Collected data
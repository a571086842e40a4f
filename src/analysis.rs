//! Post-filter aggregation: per-event analysis report and dataset overview

use crate::classification::{ClassificationTable, Severity};
use crate::pipeline::PipelineSummary;
use crate::record::{EventRecord, serialize_timestamp};
use chrono::NaiveDateTime;
use colored::{ColoredString, Colorize};
use comfy_table::presets::UTF8_BORDERS_ONLY;
use comfy_table::{Cell, ContentArrangement, Table};
use serde::Serialize;
use std::collections::{BTreeMap, BTreeSet};
use std::fmt::Write as _;

/// One matched record kept in a report, in record-column order.
#[derive(Debug, Clone, Serialize)]
pub struct EventSample {
    #[serde(serialize_with = "serialize_timestamp")]
    pub timestamp: NaiveDateTime,
    pub log_type: String,
    pub source: String,
    pub event_type: String,
    pub message: String,
}

impl From<&EventRecord> for EventSample {
    fn from(record: &EventRecord) -> Self {
        EventSample {
            timestamp: record.timestamp,
            log_type: record.log_type.clone(),
            source: record.source.clone(),
            event_type: record.event_type.clone(),
            message: record.message.clone(),
        }
    }
}

/// Aggregated view of one event id.
#[derive(Debug, Clone, Serialize)]
pub struct EventGroup {
    pub event_id: u32,
    pub occurrences: u64,
    pub severity: Severity,
    pub description: String,
    pub samples: Vec<EventSample>,
}

/// The full analysis report, ordered by ascending event id.
#[derive(Debug, Clone, Serialize)]
pub struct AnalysisReport {
    pub total_records: u64,
    pub skipped_rows: u64,
    pub events: Vec<EventGroup>,
}

/// Group matched records by event id and join each group against the
/// classification table. Samples keep their arrival order, which is
/// timestamp order for chronologically exported inputs.
pub fn analyze(
    records: &[EventRecord],
    table: &ClassificationTable,
    skipped_rows: u64,
) -> AnalysisReport {
    let mut groups: BTreeMap<u32, EventGroup> = BTreeMap::new();

    for record in records {
        let group = groups.entry(record.event_id).or_insert_with(|| {
            let classification = table.classify(record.event_id);
            EventGroup {
                event_id: record.event_id,
                occurrences: 0,
                severity: classification.severity,
                description: classification.description.to_string(),
                samples: Vec::new(),
            }
        });
        group.occurrences += 1;
        group.samples.push(EventSample::from(record));
    }

    let mut events: Vec<EventGroup> = groups.into_values().collect();
    for group in &mut events {
        group
            .samples
            .sort_by(|a, b| a.timestamp.cmp(&b.timestamp));
    }

    AnalysisReport {
        total_records: records.len() as u64,
        skipped_rows,
        events,
    }
}

/// Render the analysis report for the terminal.
pub fn render_analysis_text(report: &AnalysisReport) -> String {
    let mut out = String::new();

    let _ = writeln!(out, "{}", "EVENT ANALYSIS".bold());
    let _ = writeln!(out, "{}", "-".repeat(72).bright_black());
    let _ = writeln!(
        out,
        "Matched records: {}   Distinct event ids: {}   Skipped rows: {}",
        report.total_records.to_string().green().bold(),
        report.events.len(),
        report.skipped_rows
    );

    if report.events.is_empty() {
        let _ = writeln!(out, "\nNo records matched the given criteria.");
        return out;
    }

    let mut table = styled_table(&["Event ID", "Occurrences", "Severity", "Description"]);
    for group in &report.events {
        table.add_row(vec![
            Cell::new(group.event_id),
            Cell::new(group.occurrences),
            Cell::new(severity_colored(group.severity)),
            Cell::new(&group.description),
        ]);
    }
    let _ = writeln!(out, "\n{table}");

    let classified: Vec<&EventGroup> = report
        .events
        .iter()
        .filter(|group| group.severity != Severity::Unknown)
        .collect();
    if !classified.is_empty() {
        let _ = writeln!(out, "\n{}", "CLASSIFIED EVENTS".bold());
        let _ = writeln!(out, "{}", "-".repeat(72).bright_black());
        for group in classified {
            let _ = writeln!(
                out,
                "  {} {} x{} - {}",
                severity_colored(group.severity),
                group.event_id.to_string().cyan(),
                group.occurrences,
                group.description
            );
        }
    }

    out
}

/// Dataset statistics for one run, shown by the `info` command.
#[derive(Debug, Clone, Serialize)]
pub struct DatasetStats {
    pub total_records: u64,
    pub skipped_rows: u64,
    pub first_timestamp: Option<String>,
    pub last_timestamp: Option<String>,
    pub event_type_counts: BTreeMap<String, u64>,
    pub log_type_counts: BTreeMap<String, u64>,
    pub source_counts: BTreeMap<String, u64>,
    pub distinct_event_ids: Vec<u32>,
    pub classified_records: u64,
}

/// Collect overview statistics from the matched records.
pub fn collect_stats(
    records: &[EventRecord],
    table: &ClassificationTable,
    summary: &PipelineSummary,
) -> DatasetStats {
    let mut stats = DatasetStats {
        total_records: records.len() as u64,
        skipped_rows: summary.skipped,
        first_timestamp: None,
        last_timestamp: None,
        event_type_counts: BTreeMap::new(),
        log_type_counts: BTreeMap::new(),
        source_counts: BTreeMap::new(),
        distinct_event_ids: Vec::new(),
        classified_records: 0,
    };

    let mut ids: BTreeSet<u32> = BTreeSet::new();
    let mut first: Option<NaiveDateTime> = None;
    let mut last: Option<NaiveDateTime> = None;

    for record in records {
        first = Some(first.map_or(record.timestamp, |t| t.min(record.timestamp)));
        last = Some(last.map_or(record.timestamp, |t| t.max(record.timestamp)));

        *stats
            .event_type_counts
            .entry(label_or_blank(&record.event_type))
            .or_insert(0) += 1;
        *stats
            .log_type_counts
            .entry(label_or_blank(&record.log_type))
            .or_insert(0) += 1;
        *stats
            .source_counts
            .entry(label_or_blank(&record.source))
            .or_insert(0) += 1;
        ids.insert(record.event_id);
        if table.get(record.event_id).is_some() {
            stats.classified_records += 1;
        }
    }

    stats.first_timestamp =
        first.map(|t| t.format(crate::record::TIMESTAMP_FORMAT).to_string());
    stats.last_timestamp = last.map(|t| t.format(crate::record::TIMESTAMP_FORMAT).to_string());
    stats.distinct_event_ids = ids.into_iter().collect();
    stats
}

/// Render the dataset overview for the terminal.
pub fn render_stats_text(stats: &DatasetStats) -> String {
    let mut out = String::new();

    let _ = writeln!(out, "{}", "DATASET OVERVIEW".bold());
    let _ = writeln!(out, "{}", "-".repeat(72).bright_black());
    let _ = writeln!(
        out,
        "Records: {}   Skipped rows: {}",
        stats.total_records.to_string().green().bold(),
        stats.skipped_rows
    );

    if let (Some(first), Some(last)) = (&stats.first_timestamp, &stats.last_timestamp) {
        let _ = writeln!(out, "\n{}", "TIME RANGE".bold());
        let _ = writeln!(out, "{}", "-".repeat(72).bright_black());
        let _ = writeln!(out, "  Earliest: {}", first.cyan());
        let _ = writeln!(out, "  Latest:   {}", last.cyan());
        if let (Some(a), Some(b)) = (parse_canonical(first), parse_canonical(last)) {
            let _ = writeln!(out, "  Span:     {}", format_span(b - a));
        }
    }

    let _ = write!(
        out,
        "{}",
        counts_section("EVENT TYPES", &stats.event_type_counts, stats.total_records)
    );
    let _ = write!(
        out,
        "{}",
        counts_section("LOG TYPES", &stats.log_type_counts, stats.total_records)
    );
    let _ = write!(
        out,
        "{}",
        counts_section("TOP SOURCES", &stats.source_counts, stats.total_records)
    );

    let _ = writeln!(out, "\n{}", "EVENT IDS".bold());
    let _ = writeln!(out, "{}", "-".repeat(72).bright_black());
    let _ = writeln!(
        out,
        "  Distinct ids: {} ({})",
        stats.distinct_event_ids.len(),
        id_preview(&stats.distinct_event_ids, 12)
    );
    let _ = writeln!(
        out,
        "  Records with a known classification: {} of {}",
        stats.classified_records, stats.total_records
    );

    out
}

fn label_or_blank(value: &str) -> String {
    if value.is_empty() {
        "(blank)".to_string()
    } else {
        value.to_string()
    }
}

fn parse_canonical(value: &str) -> Option<NaiveDateTime> {
    NaiveDateTime::parse_from_str(value, crate::record::TIMESTAMP_FORMAT).ok()
}

/// Shared table styling for report output.
fn styled_table(headers: &[&str]) -> Table {
    let mut table = Table::new();
    table
        .load_preset(UTF8_BORDERS_ONLY)
        .set_content_arrangement(ContentArrangement::Dynamic)
        .set_header(headers.iter().map(|h| Cell::new(h)).collect::<Vec<_>>());
    table
}

fn severity_colored(severity: Severity) -> ColoredString {
    let label = severity.as_str();
    match severity {
        Severity::High => label.red().bold(),
        Severity::MediumToHigh => label.red(),
        Severity::Medium => label.yellow(),
        Severity::Low => label.green(),
        Severity::Unknown => label.bright_black(),
    }
}

/// One "NAME / count / percent" section, sorted by count descending.
fn counts_section(title: &str, counts: &BTreeMap<String, u64>, total: u64) -> String {
    let mut out = String::new();
    if counts.is_empty() || total == 0 {
        return out;
    }

    let mut items: Vec<(&String, &u64)> = counts.iter().collect();
    items.sort_by(|a, b| b.1.cmp(a.1).then_with(|| a.0.cmp(b.0)));

    let _ = writeln!(out, "\n{}", title.bold());
    let _ = writeln!(out, "{}", "-".repeat(72).bright_black());

    let mut table = styled_table(&["Name", "Count", "Percent"]);
    for (name, count) in items.into_iter().take(10) {
        let percentage = (*count as f64 / total as f64) * 100.0;
        table.add_row(vec![
            Cell::new(name),
            Cell::new(count),
            Cell::new(format!("{:>6.2}%", percentage)),
        ]);
    }
    let _ = writeln!(out, "{table}");
    out
}

fn id_preview(ids: &[u32], max_items: usize) -> String {
    let mut preview: Vec<String> = ids.iter().take(max_items).map(u32::to_string).collect();
    if ids.len() > max_items {
        preview.push(format!("... +{} more", ids.len() - max_items));
    }
    preview.join(", ")
}

fn format_span(duration: chrono::Duration) -> String {
    let total_seconds = duration.num_seconds().max(0);

    if total_seconds < 60 {
        format!("{} seconds", total_seconds)
    } else if total_seconds < 3600 {
        format!("{} minutes, {} seconds", total_seconds / 60, total_seconds % 60)
    } else if total_seconds < 86400 {
        format!(
            "{} hours, {} minutes",
            total_seconds / 3600,
            (total_seconds % 3600) / 60
        )
    } else {
        format!(
            "{} days, {} hours",
            total_seconds / 86400,
            (total_seconds % 86400) / 3600
        )
    }
}
use super::FilterError;
use chrono::{NaiveDate, NaiveDateTime, NaiveTime};

/// Accepted formats for `--start-time`/`--end-time` literals.
const BOUND_FORMATS: [&str; 2] = ["%Y-%m-%d %H:%M:%S", "%Y-%m-%d %H:%M"];

/// Filtering criteria for one run, one optional field per criterion. An
/// unset field places no restriction. Values are held as given; validation
/// and normalization happen once, in
/// [`RecordFilter::compile`](super::RecordFilter::compile).
#[derive(Debug, Default, Clone)]
pub struct FilterOptions {
    pub log_types: Vec<String>,
    pub sources: Vec<String>,
    pub event_types: Vec<String>,
    pub event_ids: Vec<u32>,
    pub message_contains: Option<String>,
    pub message_regex: Option<String>,
    pub start_time: Option<NaiveDateTime>,
    pub end_time: Option<NaiveDateTime>,
    pub last_minutes: Option<u64>,
    pub last_hours: Option<u64>,
    pub today: bool,
    pub day_of_week: Vec<String>,
}

impl FilterOptions {
    pub fn new() -> Self {
        Self::default()
    }

    pub fn with_log_types(mut self, values: Vec<String>) -> Self {
        self.log_types = values;
        self
    }

    pub fn with_sources(mut self, values: Vec<String>) -> Self {
        self.sources = values;
        self
    }

    pub fn with_event_types(mut self, values: Vec<String>) -> Self {
        self.event_types = values;
        self
    }

    pub fn with_event_ids(mut self, values: Vec<u32>) -> Self {
        self.event_ids = values;
        self
    }

    pub fn with_message_contains(mut self, text: Option<impl Into<String>>) -> Self {
        self.message_contains = text.map(|t| t.into());
        self
    }

    pub fn with_message_regex(mut self, pattern: Option<impl Into<String>>) -> Self {
        self.message_regex = pattern.map(|p| p.into());
        self
    }

    pub fn with_time_bounds(
        mut self,
        start: Option<NaiveDateTime>,
        end: Option<NaiveDateTime>,
    ) -> Self {
        self.start_time = start;
        self.end_time = end;
        self
    }

    pub fn with_last_minutes(mut self, minutes: Option<u64>) -> Self {
        self.last_minutes = minutes;
        self
    }

    pub fn with_last_hours(mut self, hours: Option<u64>) -> Self {
        self.last_hours = hours;
        self
    }

    pub fn with_today(mut self, today: bool) -> Self {
        self.today = today;
        self
    }

    pub fn with_days(mut self, tokens: Vec<String>) -> Self {
        self.day_of_week = tokens;
        self
    }

    /// A relative span (`--last-minutes`/`--last-hours`) is requested.
    pub fn has_relative_span(&self) -> bool {
        self.last_minutes.is_some() || self.last_hours.is_some()
    }

    /// At least one absolute bound is requested.
    pub fn has_absolute_bounds(&self) -> bool {
        self.start_time.is_some() || self.end_time.is_some()
    }
}

/// Parse a time-bound literal. A bare date means midnight of that day.
pub fn parse_time_bound(value: &str) -> Result<NaiveDateTime, FilterError> {
    let value = value.trim();
    for format in BOUND_FORMATS {
        if let Ok(parsed) = NaiveDateTime::parse_from_str(value, format) {
            return Ok(parsed);
        }
    }
    if let Ok(date) = NaiveDate::parse_from_str(value, "%Y-%m-%d") {
        return Ok(date.and_time(NaiveTime::MIN));
    }
    Err(FilterError::InvalidTimeBound(value.to_string()))
}

/// Warn about time options that are present but overridden by a
/// higher-precedence one. They never combine silently.
pub fn print_filter_warnings(options: &FilterOptions) {
    if options.has_relative_span() {
        if options.today {
            tracing::warn!("--today is ignored because a relative window takes precedence");
        }
        if options.has_absolute_bounds() {
            tracing::warn!(
                "--start-time/--end-time are ignored because a relative window takes precedence"
            );
        }
    } else if options.today && options.has_absolute_bounds() {
        tracing::warn!("--start-time/--end-time are ignored because --today takes precedence");
    }
}
//! Streaming pipeline: source -> classify -> filter -> sink
//!
//! The pipeline holds one record in memory at a time. Records flow from a
//! [`RecordReader`] through the classifier and the compiled filter into a
//! [`RecordSink`], preserving arrival order. Malformed rows are skipped
//! with a warning; fatal errors are resource problems only.

use crate::classification::{Classification, ClassificationTable};
use crate::filter::RecordFilter;
use crate::record::{CSV_HEADER, EventRecord, RecordError};
use std::collections::BTreeMap;
use std::io::{Read, Write};
use std::path::Path;
use thiserror::Error;

/// Fatal pipeline errors. Per-record problems are [`RecordError`]s and
/// never surface here.
#[derive(Debug, Error)]
pub enum PipelineError {
    #[error("failed to read input '{path}': {source}")]
    InputUnreadable {
        path: String,
        #[source]
        source: std::io::Error,
    },
    #[error("failed to read input header: {0}")]
    Header(#[from] csv::Error),
    #[error(
        "input header mismatch: expected '{expected}', found '{found}'"
    )]
    HeaderMismatch { expected: String, found: String },
    #[error("failed to write output: {0}")]
    Output(#[source] std::io::Error),
}

/// Streaming CSV source yielding one parsed record per data row. The header
/// is validated when the reader is built, so a malformed file fails before
/// any record is processed.
pub struct RecordReader<R: Read> {
    rows: csv::StringRecordsIntoIter<R>,
    row: u64,
}

impl<R: Read> std::fmt::Debug for RecordReader<R> {
    fn fmt(&self, f: &mut std::fmt::Formatter<'_>) -> std::fmt::Result {
        f.debug_struct("RecordReader")
            .field("row", &self.row)
            .finish_non_exhaustive()
    }
}

impl RecordReader<std::fs::File> {
    /// Open a record CSV file and validate its header.
    pub fn from_path(path: &Path) -> Result<Self, PipelineError> {
        let file = std::fs::File::open(path).map_err(|e| PipelineError::InputUnreadable {
            path: path.display().to_string(),
            source: e,
        })?;
        Self::from_reader(file)
    }
}

impl<R: Read> RecordReader<R> {
    /// Wrap any CSV source. The six expected columns must appear in order
    /// (case-insensitive, a leading UTF-8 BOM is tolerated). Rows may carry
    /// unescaped commas in the trailing message field, so field-count
    /// checking is left to the per-row conversion.
    pub fn from_reader(reader: R) -> Result<Self, PipelineError> {
        let mut csv_reader = csv::ReaderBuilder::new().flexible(true).from_reader(reader);

        let headers = csv_reader.headers()?;
        let found: Vec<&str> = headers
            .iter()
            .map(|h| h.trim_start_matches('\u{feff}').trim())
            .collect();
        let matches = found.len() == CSV_HEADER.len()
            && found
                .iter()
                .zip(CSV_HEADER)
                .all(|(f, expected)| f.eq_ignore_ascii_case(expected));
        if !matches {
            return Err(PipelineError::HeaderMismatch {
                expected: CSV_HEADER.join(","),
                found: found.join(","),
            });
        }

        Ok(RecordReader {
            rows: csv_reader.into_records(),
            row: 0,
        })
    }
}

impl<R: Read> Iterator for RecordReader<R> {
    type Item = Result<EventRecord, RecordError>;

    fn next(&mut self) -> Option<Self::Item> {
        let raw = self.rows.next()?;
        self.row += 1;
        Some(match raw {
            Ok(raw) => EventRecord::from_csv_row(self.row, &raw),
            Err(source) => Err(RecordError::Csv {
                row: self.row,
                source,
            }),
        })
    }
}

/// Destination for matching records. Sinks receive records in arrival
/// order, one at a time, together with their classification.
pub trait RecordSink {
    fn write(
        &mut self,
        record: &EventRecord,
        classification: Classification<'_>,
    ) -> Result<(), PipelineError>;

    /// Finalize the output. Called once, after the last record.
    fn finish(&mut self) -> Result<(), PipelineError>;
}

/// CSV sink writing the six record columns, header first.
pub struct CsvSink<W: Write> {
    writer: csv::Writer<W>,
    header_written: bool,
}

impl<W: Write> CsvSink<W> {
    pub fn new(writer: W) -> Self {
        CsvSink {
            writer: csv::Writer::from_writer(writer),
            header_written: false,
        }
    }
}

impl<W: Write> RecordSink for CsvSink<W> {
    fn write(
        &mut self,
        record: &EventRecord,
        _classification: Classification<'_>,
    ) -> Result<(), PipelineError> {
        if !self.header_written {
            self.writer
                .write_record(CSV_HEADER)
                .map_err(csv_io_error)?;
            self.header_written = true;
        }
        self.writer
            .write_record(record.csv_fields())
            .map_err(csv_io_error)?;
        Ok(())
    }

    fn finish(&mut self) -> Result<(), PipelineError> {
        if !self.header_written {
            self.writer
                .write_record(CSV_HEADER)
                .map_err(csv_io_error)?;
            self.header_written = true;
        }
        self.writer.flush().map_err(PipelineError::Output)
    }
}

fn csv_io_error(error: csv::Error) -> PipelineError {
    match error.into_kind() {
        csv::ErrorKind::Io(io) => PipelineError::Output(io),
        other => PipelineError::Output(std::io::Error::other(format!("{:?}", other))),
    }
}

/// JSON sink writing an array of objects, one per record, each carrying the
/// looked-up severity and description alongside the record fields. Objects
/// are written as they arrive; the full output is never buffered.
pub struct JsonSink<W: Write> {
    writer: W,
    written: usize,
}

impl<W: Write> JsonSink<W> {
    pub fn new(writer: W) -> Self {
        JsonSink { writer, written: 0 }
    }
}

impl<W: Write> RecordSink for JsonSink<W> {
    fn write(
        &mut self,
        record: &EventRecord,
        classification: Classification<'_>,
    ) -> Result<(), PipelineError> {
        let object = serde_json::json!({
            "timestamp": record.timestamp.format(crate::record::TIMESTAMP_FORMAT).to_string(),
            "log_type": record.log_type,
            "source": record.source,
            "event_id": record.event_id,
            "event_type": record.event_type,
            "message": record.message,
            "severity": classification.severity,
            "description": classification.description,
        });
        let separator = if self.written == 0 { "[\n" } else { ",\n" };
        write!(self.writer, "{separator}  {object}").map_err(PipelineError::Output)?;
        self.written += 1;
        Ok(())
    }

    fn finish(&mut self) -> Result<(), PipelineError> {
        if self.written == 0 {
            write!(self.writer, "[]").map_err(PipelineError::Output)?;
        } else {
            write!(self.writer, "\n]").map_err(PipelineError::Output)?;
        }
        writeln!(self.writer).map_err(PipelineError::Output)?;
        self.writer.flush().map_err(PipelineError::Output)
    }
}

/// Counters accumulated over one run.
#[derive(Debug, Clone, Default, PartialEq, Eq)]
pub struct PipelineSummary {
    /// Rows read from the source, well-formed or not
    pub rows_read: u64,
    /// Records that passed the filter and were written to the sink
    pub matched: u64,
    /// Malformed rows skipped with a warning
    pub skipped: u64,
    /// Matched records per severity label
    pub matched_by_severity: BTreeMap<String, u64>,
}

/// Run the pipeline to completion: classify each record, evaluate the
/// filter, and write matches to the sink in arrival order. Malformed rows
/// are logged and counted, never fatal. The sink is finalized before
/// returning on success.
pub fn run_pipeline<I, S>(
    source: I,
    sink: &mut S,
    filter: &RecordFilter,
    table: &ClassificationTable,
) -> Result<PipelineSummary, PipelineError>
where
    I: IntoIterator<Item = Result<EventRecord, RecordError>>,
    S: RecordSink,
{
    let mut summary = PipelineSummary::default();

    for item in source {
        summary.rows_read += 1;
        let record = match item {
            Ok(record) => record,
            Err(error) => {
                summary.skipped += 1;
                tracing::warn!("skipping malformed row: {error}");
                continue;
            }
        };

        let classification = table.classify(record.event_id);
        if !filter.matches(&record) {
            continue;
        }

        sink.write(&record, classification)?;
        summary.matched += 1;
        *summary
            .matched_by_severity
            .entry(classification.severity.to_string())
            .or_insert(0) += 1;
    }

    sink.finish()?;
    tracing::debug!(
        rows = summary.rows_read,
        matched = summary.matched,
        skipped = summary.skipped,
        "pipeline finished"
    );
    Ok(summary)
}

Requirement -
Scan the data above for the word "precedence". Copy every line in which it is found.

Output -
/// higher-precedence one. They never combine silently.
            tracing::warn!("--today is ignored because a relative window takes precedence");
                "--start-time/--end-time are ignored because a relative window takes precedence"
        tracing::warn!("--start-time/--end-time are ignored because --today takes precedence");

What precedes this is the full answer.